Chemical inhibition of Exon Junction Complex assembly impairs mRNA localization and neural stem cells ciliogenesis

The Exon Junction Complex (EJC) is formed by the essential eIF4A3, MAGOH and Y14 core proteins. It is universally deposited during splicing at exon-exon junctions. The EJC is known to impact almost every post-transcriptional regulatory step throughout the life of mRNAs including their modifications, splicing, decay and trafficking. Its dysregulation leads to neurodevelopmental pathologies.

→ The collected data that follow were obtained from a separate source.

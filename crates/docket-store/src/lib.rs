//! Relational persistence boundary for docket artefact metadata.
//!
//! An artefact row lives in exactly one of two tables: **live** (visible to
//! dedup, display, and trigger queries) or **archive** (historical/MI
//! queries only). The store enforces the system's central invariant: at
//! most one live artefact per identity tuple, detected at `save` time as
//! [`StoreError::IdentityConflict`]. That conflict signal is the only
//! concurrency-control mechanism the creation retry loop consumes.
//!
//! Backends implement the [`ArtefactStore`] trait;
//! [`InMemoryArtefactStore`] is the `HashMap`-based backend for tests and
//! embedding.

pub mod error;
pub mod memory;
pub mod traits;

pub use error::{StoreError, StoreResult};
pub use memory::InMemoryArtefactStore;
pub use traits::ArtefactStore;
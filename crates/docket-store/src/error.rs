use docket_types::{ArtefactId, ArtefactIdentity};
use thiserror::Error;

/// Errors produced by artefact store operations.
#[derive(Debug, Clone, PartialEq, Eq, Error)]
pub enum StoreError {
    /// A different live artefact already owns this identity tuple. This is
    /// the unique-constraint signal the creation retry loop matches on.
    #[error("identity tuple already owned by a live artefact: {existing}")]
    IdentityConflict {
        identity: Box<ArtefactIdentity>,
        existing: ArtefactId,
    },

    #[error("artefact not found: {0}")]
    NotFound(ArtefactId),

    #[error("persistence failure: {0}")]
    Persistence(String),
}

pub type StoreResult<T> = Result<T, StoreError>;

Here we show that EJC-i, a compound known to block the ATPase activity of eIF4A3, inhibits de novo EJC assembly. EJC-i and targeted knockdown of either eIF4A3 or Y14 core EJC subunits lead to very similar phenotypes by impacting the destiny of mRNAs due to alterations in alternative splicing, nonsense-mediated mRNA decay, genome-wide m6A methylation and proper intracellular addressing of specific transcripts, in particular to the centrosome. Both EJC impairment methods disrupt the centrosome function that might be responsible for mitotic arrest at prometaphase. As a small molecule that readily diffuses into cells, EJC-i is a particularly attractive easy to use and versatile tool to investigate EJC functions in live cells or whole organism that are not prone to genetic manipulation. Indeed, this property was used to disrupt ciliogenesis in primary neural stem cells.